Nach Bekanntgabe des Revisionsverfahrens verwies Alfred Eibl vom Attac-Koordinierungskreis darauf, dass die Weisung an das Finanzamt, die Gemeinnützigkeit nicht anzuerkennen, noch aus der Zeit Wolfgang Schäubles (CDU) stammt. »Wir fordern Finanzminister Peter Altmaier auf, die Weisung seines Vorgängers Wolfgang Schäuble an das Frankfurter Finanzamt umgehend zurückzuziehen und die Revision zurückzunehmen«, so Eibl. Es sei »bittere Ironie«, wenn ausgerechnet das Finanzministerium einer Organisation die Gemeinnützigkeit absprechen wolle, die sich für Steuergerechtigkeit einsetze.

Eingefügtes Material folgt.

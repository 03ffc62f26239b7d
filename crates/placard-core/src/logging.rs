//! Logging facilities for Placard.
//!
//! Placard instruments with the `tracing` crate. To see logs, install a
//! tracing subscriber in your application:
//!
//! ```ignore
//! use tracing_subscriber;
//!
//! fn main() {
//!     tracing_subscriber::fmt::init();
//!
//!     // Your application code...
//! }
//! ```
//!
//! Container mutations are logged at `trace` level, resolver hops at `trace`,
//! and suppressed visibility requests at `debug`. Use the constants in
//! [`targets`] with `tracing` filter directives to narrow output to one
//! subsystem, e.g. `RUST_LOG=placard::resolve=trace`.

/// Span names used throughout Placard for tracing.
///
/// These constants can be used to filter traces for specific subsystems.
pub mod span_names {
    /// Resource-text resolution span.
    pub const RESOLVE: &str = "placard::resolve";
    /// Container lifecycle span.
    pub const CONTAINER: &str = "placard::container";
}

/// Target names for log filtering.
///
/// Use these with `tracing` directives to filter logs by subsystem.
pub mod targets {
    /// Core crate target.
    pub const CORE: &str = "placard_core";
    /// Container tree target.
    pub const CONTAINER: &str = "placard_core::container";
    /// Resource catalog target.
    pub const CATALOG: &str = "placard_i18n::catalog";
    /// Catalog store target.
    pub const STORE: &str = "placard_i18n::store";
    /// Resource-text resolver target.
    pub const RESOLVE: &str = "placard::resolve";
    /// Status message control target.
    pub const MESSAGE: &str = "placard::message";
}
//! Prelude module for Placard.
//!
//! Re-exports the most commonly used types for convenient importing:
//!
//! ```
//! use placard::prelude::*;
//! ```

// ============================================================================
// Container Tree
// ============================================================================

pub use placard_core::{ContainerId, ContainerKind, ContainerTree, SharedContainerTree};

// ============================================================================
// Resource Catalogs
// ============================================================================

pub use placard_i18n::{Catalog, CatalogStore, ResourceKey};

// ============================================================================
// Status Messages
// ============================================================================

pub use crate::message::{MessageKind, Rendered, StatusMessage};
pub use crate::resolve::{ResolveError, resolve_text};
//! Error types for Placard core.

use std::fmt;

/// Errors that can occur during container tree operations.
#[derive(Debug, Clone, PartialEq, Eq)]
pub enum ContainerError {
    /// The container ID is invalid or has been removed from the tree.
    InvalidContainerId,
    /// Attempted to set a container as its own parent/ancestor.
    CircularParentage,
}

impl fmt::Display for ContainerError {
    fn fmt(&self, f: &mut fmt::Formatter<'_>) -> fmt::Result {
        match self {
            Self::InvalidContainerId => write!(f, "Invalid or removed container ID"),
            Self::CircularParentage => {
                write!(f, "Cannot set a container as its own parent or ancestor")
            }
        }
    }
}

impl std::error::Error for ContainerError {}

/// A specialized Result type for container tree operations.
pub type ContainerResult<T> = std::result::Result<T, ContainerError>;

Konkret bedeutet das erneute Aufrollen des Verfahrens, dass Mitglieder und Unterstützer des Netzwerks ihre Spenden an Attac nicht von der Steuer absetzen können – wie es bei Spenden für Gewerkschaften, Parteien oder gemeinnützige Stiftungen etwa der Fall ist. Geht es nach dem Finanzministerium, darf Attac nicht zu jenen Organisationen zählen, die gesellschaftliche Alternativen entwerfen. Diese Behauptung hat der Bundesfinanzhof 2017 jedoch bereits für den Bund für Umwelt und Naturschutz Deutschland Hamburg (BUND) zurückgewiesen.
Attac: Forderung nach gerechter Verteilung ist gemeinnützig
Attac beharrt weiter darauf, gemeinnützige Arbeit zu leisten: »Attac streitet für eine strenge Regulierung der Finanzmärkte, die gerechte Verteilung des globalen Reichtums, umfassende soziale Sicherheit und gerechten Welthandel«, sagt Dirk Friedrichs, Vorsitzender des Attac-Trägervereins. Dies sei gemeinnützig, da hierdurch das Gemeinwohl »gegenüber den mächtigen Einzelinteressen der Banken und Konzerne« verteidigt werde. Friedrichs zeigt sich zuversichtlich, dass auch der Bundesfinanzhof dieser Sicht folgen werde.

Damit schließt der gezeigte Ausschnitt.